Source data ▸

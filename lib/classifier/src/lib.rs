//! # dermadx Classifier
//!
//! The hybrid text-to-diagnosis pipeline: embedding retrieval fused with a
//! rule-based keyword layer.
//!
//! Stages, in order:
//!
//! - [`rank`](rank::rank) - linear-scan cosine ranking of the reference
//!   store against the query vector
//! - [`aggregate`](aggregate::aggregate) - neighbor votes folded into
//!   per-class scores under a [`VotePolicy`]
//! - [`apply_keyword_boost`](boost::apply_keyword_boost) /
//!   [`dampen_uncorroborated_ringworm`](boost::dampen_uncorroborated_ringworm) -
//!   keyword-rule adjustments, independent of the embedding signal
//! - [`decide`](decide::decide) - winner selection and bounded confidence
//!
//! [`TextClassifier`] wires these into a single stateless pass per request.
//!
//! ## Example
//!
//! ```rust
//! use dermadx_classifier::{SubstringMatcher, TextClassifier, VotePolicy};
//! use dermadx_core::{Disease, ReferenceStore};
//! use dermadx_embed::HashEmbedder;
//! use std::sync::Arc;
//!
//! let embedder = Arc::new(HashEmbedder::new(128));
//! let store = Arc::new(ReferenceStore::new(128, Vec::new()).unwrap());
//! let classifier = TextClassifier::new(
//!     store,
//!     embedder,
//!     Box::new(SubstringMatcher::builtin()),
//!     VotePolicy::TopKSum,
//! )
//! .unwrap();
//!
//! let diagnosis = classifier.classify("red inflamed hot spot").unwrap();
//! assert_eq!(diagnosis.disease, Disease::Dermatitis);
//! ```

pub mod aggregate;
pub mod boost;
pub mod decide;
pub mod keywords;
pub mod pipeline;
pub mod rank;

pub use aggregate::{aggregate, VotePolicy, TOP_K};
pub use boost::{apply_keyword_boost, dampen_uncorroborated_ringworm};
pub use decide::{decide, Diagnosis, MAX_CONFIDENCE};
pub use keywords::{KeywordMatcher, SubstringMatcher};
pub use pipeline::TextClassifier;
pub use rank::{rank, Neighbor};
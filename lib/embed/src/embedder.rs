use dermadx_core::{Result, Vector};

/// The external text embedding model, seen as a pure function.
///
/// Implementations map each input string to one unit-L2-normalized vector of
/// a fixed dimensionality that never changes for the life of the instance.
/// They hold no per-call state, so a single instance can serve concurrent
/// requests.
pub trait TextEmbedder: Send + Sync {
    /// Dimensionality of every vector this embedder produces.
    fn dim(&self) -> usize;

    /// Embed a batch of texts, one vector per input, in input order.
    fn embed_batch(&self, texts: &[&str]) -> Result<Vec<Vector>>;

    /// Embed a single text.
    fn embed(&self, text: &str) -> Result<Vector> {
        let mut vectors = self.embed_batch(&[text])?;
        vectors.pop().ok_or_else(|| {
            dermadx_core::Error::Embedding("embedder returned no vector".to_string())
        })
    }
}

impl<T: TextEmbedder + ?Sized> TextEmbedder for std::sync::Arc<T> {
    fn dim(&self) -> usize {
        (**self).dim()
    }

    fn embed_batch(&self, texts: &[&str]) -> Result<Vec<Vector>> {
        (**self).embed_batch(texts)
    }
}
use crate::error::Error;
use serde::{Deserialize, Serialize};
use std::fmt;
use std::str::FromStr;

/// The closed set of diagnosis labels.
///
/// Declaration order is the tie-break order: when two classes end up with
/// the same final score, the first declared one wins. Serialized names keep
/// the original casing of the reference dataset, so `FungalInfections`
/// round-trips as `"Fungal_infections"` and `Ringworm` as `"ringworm"`.
#[derive(Debug, Clone, Copy, PartialEq, Eq, Hash, Serialize, Deserialize)]
pub enum Disease {
    Dermatitis,
    #[serde(rename = "Fungal_infections")]
    FungalInfections,
    Healthy,
    Hypersensitivity,
    #[serde(rename = "demodicosis")]
    Demodicosis,
    #[serde(rename = "ringworm")]
    Ringworm,
}

impl Disease {
    pub const COUNT: usize = 6;

    /// All labels in declaration (tie-break) order.
    pub const ALL: [Disease; Self::COUNT] = [
        Disease::Dermatitis,
        Disease::FungalInfections,
        Disease::Healthy,
        Disease::Hypersensitivity,
        Disease::Demodicosis,
        Disease::Ringworm,
    ];

    /// The dataset label string for this disease.
    #[must_use]
    pub fn as_str(&self) -> &'static str {
        match self {
            Disease::Dermatitis => "Dermatitis",
            Disease::FungalInfections => "Fungal_infections",
            Disease::Healthy => "Healthy",
            Disease::Hypersensitivity => "Hypersensitivity",
            Disease::Demodicosis => "demodicosis",
            Disease::Ringworm => "ringworm",
        }
    }

    /// Index into per-class arrays such as `ScoreMap`.
    #[inline]
    #[must_use]
    pub fn index(&self) -> usize {
        *self as usize
    }
}

impl fmt::Display for Disease {
    fn fmt(&self, f: &mut fmt::Formatter<'_>) -> fmt::Result {
        f.write_str(self.as_str())
    }
}

impl FromStr for Disease {
    type Err = Error;

    fn from_str(s: &str) -> Result<Self, Self::Err> {
        Disease::ALL
            .iter()
            .copied()
            .find(|d| d.as_str() == s)
            .ok_or_else(|| Error::UnknownLabel(s.to_string()))
    }
}
//! audiogen - text-to-audio generation against a hosted prediction API,
//! with a hub-authenticated local engine alongside.
//!
//! Library exposing the pipeline pieces for the CLI and for tests.

pub mod credentials;
pub mod error;
pub mod fetch;
pub mod hub;
pub mod lifecycle;
pub mod local;
pub mod persist;
pub mod pipeline;
pub mod remote;
pub mod request;
pub mod types;

pub use credentials::{ApiToken, HubToken};
pub use error::{Error, Result};
pub use fetch::Fetcher;
pub use hub::HubClient;
pub use lifecycle::PredictionController;
pub use local::{LocalModel, LocalRuntime, ToneModel, Waveform};
pub use persist::OutputLayout;
pub use pipeline::{GeneratedAudio, Pipeline};
pub use remote::{PredictionService, ReplicateClient};
pub use request::{GenerationRequest, ModelRef};
pub use types::{LifecyclePhase, Prediction, PredictionId, PredictionResult, PredictionStatus};
//! Logging setup for the CLI.
//!
//! Human-readable spans and events on stderr, filtered by `RUST_LOG` when set
//! and by the configured level otherwise.

use anyhow::{Context, Result};
use tracing_subscriber::{layer::SubscriberExt, util::SubscriberInitExt, EnvFilter};

pub fn init(default_level: &str) -> Result<()> {
    let filter = EnvFilter::try_from_default_env()
        .or_else(|_| EnvFilter::try_new(default_level))
        .with_context(|| format!("Invalid log level {default_level:?}"))?;

    tracing_subscriber::registry()
        .with(filter)
        .with(
            tracing_subscriber::fmt::layer()
                .with_writer(std::io::stderr)
                .with_target(false),
        )
        .try_init()
        .context("Failed to install tracing subscriber")?;

    Ok(())
}
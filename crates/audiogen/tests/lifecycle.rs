//! Controller behaviour on a simulated clock.
//!
//! The services here are in-process so the paused tokio clock only ever
//! advances through the controller's own sleeps and deadlines.

use async_trait::async_trait;
use audiogen::{
    Error, Fetcher, GenerationRequest, ModelRef, OutputLayout, Pipeline, Prediction,
    PredictionController, PredictionId, PredictionService, PredictionStatus, Result,
};
use serde_json::json;
use std::sync::atomic::{AtomicBool, AtomicUsize, Ordering};
use std::sync::Arc;
use std::time::Duration;
use tempfile::TempDir;
use tokio::time::Instant;

fn prediction(id: &str, status: PredictionStatus) -> Prediction {
    Prediction {
        id: PredictionId::from(id),
        status,
        output: None,
        error: None,
        logs: None,
    }
}

fn model() -> ModelRef {
    ModelRef::parse("mgysel/stable-audio-open:8465bf", false).unwrap()
}

fn drum_request() -> GenerationRequest {
    GenerationRequest::new("A quick drum beat", 1).unwrap()
}

/// Succeeds on submission with a fixed URL.
struct Instant200;

#[async_trait]
impl PredictionService for Instant200 {
    async fn submit(&self, _model: &ModelRef, _request: &GenerationRequest) -> Result<Prediction> {
        let mut p = prediction("fast", PredictionStatus::Succeeded);
        p.output = Some(json!("https://cdn.example/fast.wav"));
        Ok(p)
    }

    async fn get(&self, id: &PredictionId) -> Result<Prediction> {
        Ok(prediction(id.as_str(), PredictionStatus::Succeeded))
    }

    async fn cancel(&self, _id: &PredictionId) -> Result<()> {
        Ok(())
    }
}

/// Accepts the job and then never finishes it.
#[derive(Default)]
struct NeverResolves {
    submits: AtomicUsize,
    cancels: AtomicUsize,
    /// Once set, new submissions succeed immediately.
    recover: AtomicBool,
}

#[async_trait]
impl PredictionService for NeverResolves {
    async fn submit(&self, _model: &ModelRef, _request: &GenerationRequest) -> Result<Prediction> {
        let n = self.submits.fetch_add(1, Ordering::SeqCst);
        if self.recover.load(Ordering::SeqCst) {
            let mut p = prediction(&format!("p{n}"), PredictionStatus::Succeeded);
            p.output = Some(json!("https://cdn.example/late.wav"));
            return Ok(p);
        }
        Ok(prediction(&format!("p{n}"), PredictionStatus::Starting))
    }

    async fn get(&self, id: &PredictionId) -> Result<Prediction> {
        Ok(prediction(id.as_str(), PredictionStatus::Processing))
    }

    async fn cancel(&self, _id: &PredictionId) -> Result<()> {
        self.cancels.fetch_add(1, Ordering::SeqCst);
        Ok(())
    }
}

/// Submission itself hangs forever.
struct HangingSubmit {
    cancels: AtomicUsize,
}

#[async_trait]
impl PredictionService for HangingSubmit {
    async fn submit(&self, _model: &ModelRef, _request: &GenerationRequest) -> Result<Prediction> {
        std::future::pending().await
    }

    async fn get(&self, id: &PredictionId) -> Result<Prediction> {
        Ok(prediction(id.as_str(), PredictionStatus::Processing))
    }

    async fn cancel(&self, _id: &PredictionId) -> Result<()> {
        self.cancels.fetch_add(1, Ordering::SeqCst);
        Ok(())
    }
}

/// Fails the job after one poll.
struct FailsRemotely;

#[async_trait]
impl PredictionService for FailsRemotely {
    async fn submit(&self, _model: &ModelRef, _request: &GenerationRequest) -> Result<Prediction> {
        Ok(prediction("bad", PredictionStatus::Processing))
    }

    async fn get(&self, id: &PredictionId) -> Result<Prediction> {
        let mut p = prediction(id.as_str(), PredictionStatus::Failed);
        p.error = Some(json!("CUDA out of memory"));
        Ok(p)
    }

    async fn cancel(&self, _id: &PredictionId) -> Result<()> {
        Ok(())
    }
}

/// Cancel hangs; the controller must not wait on it past its grace period.
struct StuckCancel;

#[async_trait]
impl PredictionService for StuckCancel {
    async fn submit(&self, _model: &ModelRef, _request: &GenerationRequest) -> Result<Prediction> {
        Ok(prediction("stuck", PredictionStatus::Starting))
    }

    async fn get(&self, id: &PredictionId) -> Result<Prediction> {
        Ok(prediction(id.as_str(), PredictionStatus::Processing))
    }

    async fn cancel(&self, _id: &PredictionId) -> Result<()> {
        std::future::pending().await
    }
}

#[tokio::test(start_paused = true)]
async fn immediate_success_returns_url_without_polling() {
    let controller = PredictionController::new(Arc::new(Instant200), model());

    let start = Instant::now();
    let result = controller
        .run(&drum_request(), Duration::from_secs(600))
        .await
        .unwrap();

    assert_eq!(result.url.as_deref(), Some("https://cdn.example/fast.wav"));
    assert_eq!(result.id.as_str(), "fast");
    assert_eq!(start.elapsed(), Duration::ZERO);
}

#[tokio::test(start_paused = true)]
async fn unbounded_timeout_runs_normally() {
    let controller = PredictionController::new(Arc::new(Instant200), model());

    let result = controller
        .run(&drum_request(), Duration::from_secs(u64::MAX))
        .await
        .unwrap();

    assert_eq!(result.url.as_deref(), Some("https://cdn.example/fast.wav"));
}

#[tokio::test(start_paused = true)]
async fn unbounded_timeout_keeps_polling() {
    let service = Arc::new(NeverResolves::default());
    let controller = PredictionController::new(service.clone(), model());

    let first = tokio::time::timeout(
        Duration::from_secs(60),
        controller.run(&drum_request(), Duration::MAX),
    )
    .await;
    assert!(first.is_err(), "a huge deadline must not fire early");
    assert_eq!(service.cancels.load(Ordering::SeqCst), 0);
}

#[tokio::test(start_paused = true)]
async fn never_resolving_job_times_out_at_the_deadline() {
    let service = Arc::new(NeverResolves::default());
    let controller = PredictionController::new(service.clone(), model())
        .with_poll_interval(Duration::from_millis(500));

    let start = Instant::now();
    let err = controller
        .run(&drum_request(), Duration::from_secs(2))
        .await
        .unwrap_err();

    assert!(matches!(err, Error::Timeout(d) if d == Duration::from_secs(2)), "got {err:?}");
    assert_eq!(start.elapsed(), Duration::from_secs(2));
    assert_eq!(service.cancels.load(Ordering::SeqCst), 1);
}

#[tokio::test(start_paused = true)]
async fn a_timed_out_call_does_not_bar_the_next_one() {
    let service = Arc::new(NeverResolves::default());
    let controller = PredictionController::new(service.clone(), model());

    let first = controller.run(&drum_request(), Duration::from_secs(2)).await;
    assert!(matches!(first, Err(Error::Timeout(_))));

    service.recover.store(true, Ordering::SeqCst);
    let second = controller
        .run(&drum_request(), Duration::from_secs(2))
        .await
        .unwrap();
    assert_eq!(second.url.as_deref(), Some("https://cdn.example/late.wav"));
}

#[tokio::test(start_paused = true)]
async fn hanging_submission_times_out_without_cancel() {
    let service = Arc::new(HangingSubmit {
        cancels: AtomicUsize::new(0),
    });
    let controller = PredictionController::new(service.clone(), model());

    let start = Instant::now();
    let err = controller
        .run(&drum_request(), Duration::from_secs(3))
        .await
        .unwrap_err();

    assert!(matches!(err, Error::Timeout(_)));
    assert_eq!(start.elapsed(), Duration::from_secs(3));
    assert_eq!(service.cancels.load(Ordering::SeqCst), 0, "no handle, nothing to cancel");
}

#[tokio::test(start_paused = true)]
async fn remote_failure_is_surfaced_verbatim() {
    let controller = PredictionController::new(Arc::new(FailsRemotely), model());

    let err = controller
        .run(&drum_request(), Duration::from_secs(600))
        .await
        .unwrap_err();

    match err {
        Error::Remote(msg) => assert_eq!(msg, "CUDA out of memory"),
        other => panic!("expected remote failure, got {other:?}"),
    }
}

#[tokio::test(start_paused = true)]
async fn stuck_cancel_still_reports_timeout() {
    let controller = PredictionController::new(Arc::new(StuckCancel), model());

    let start = Instant::now();
    let err = controller
        .run(&drum_request(), Duration::from_secs(2))
        .await
        .unwrap_err();

    assert!(matches!(err, Error::Timeout(_)));
    assert!(start.elapsed() < Duration::from_secs(10), "cancel grace is bounded");
}

#[tokio::test(start_paused = true)]
async fn concurrent_calls_keep_their_own_deadlines() {
    let slow = PredictionController::new(Arc::new(NeverResolves::default()), model());
    let fast = PredictionController::new(Arc::new(Instant200), model());
    let request = drum_request();

    let (slow_result, fast_result) = tokio::join!(
        slow.run(&request, Duration::from_secs(5)),
        fast.run(&request, Duration::from_secs(1)),
    );

    assert!(matches!(slow_result, Err(Error::Timeout(d)) if d == Duration::from_secs(5)));
    assert!(fast_result.is_ok());
}

#[tokio::test(start_paused = true)]
async fn pipeline_timeout_writes_nothing() {
    let temp = TempDir::new().unwrap();
    let layout = OutputLayout::new(temp.path().join("generated_audio"), "generated_audio_{duration}s.wav");
    let controller = PredictionController::new(Arc::new(NeverResolves::default()), model());
    let pipeline = Pipeline::new(controller, Fetcher::new().unwrap(), layout.clone(), Duration::from_secs(2));

    let start = Instant::now();
    let err = pipeline.generate(&drum_request()).await.unwrap_err();

    assert!(matches!(err, Error::Timeout(_)));
    assert_eq!(start.elapsed(), Duration::from_secs(2));
    assert!(!layout.path_for(&drum_request()).exists());
    assert!(!layout.dir().exists());
}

WHAT THE TASK REQUIRES ▸ Indicate the number of lines in the data above that contain the string "persist", without any additional text.

TASK SOLUTION ▸ 2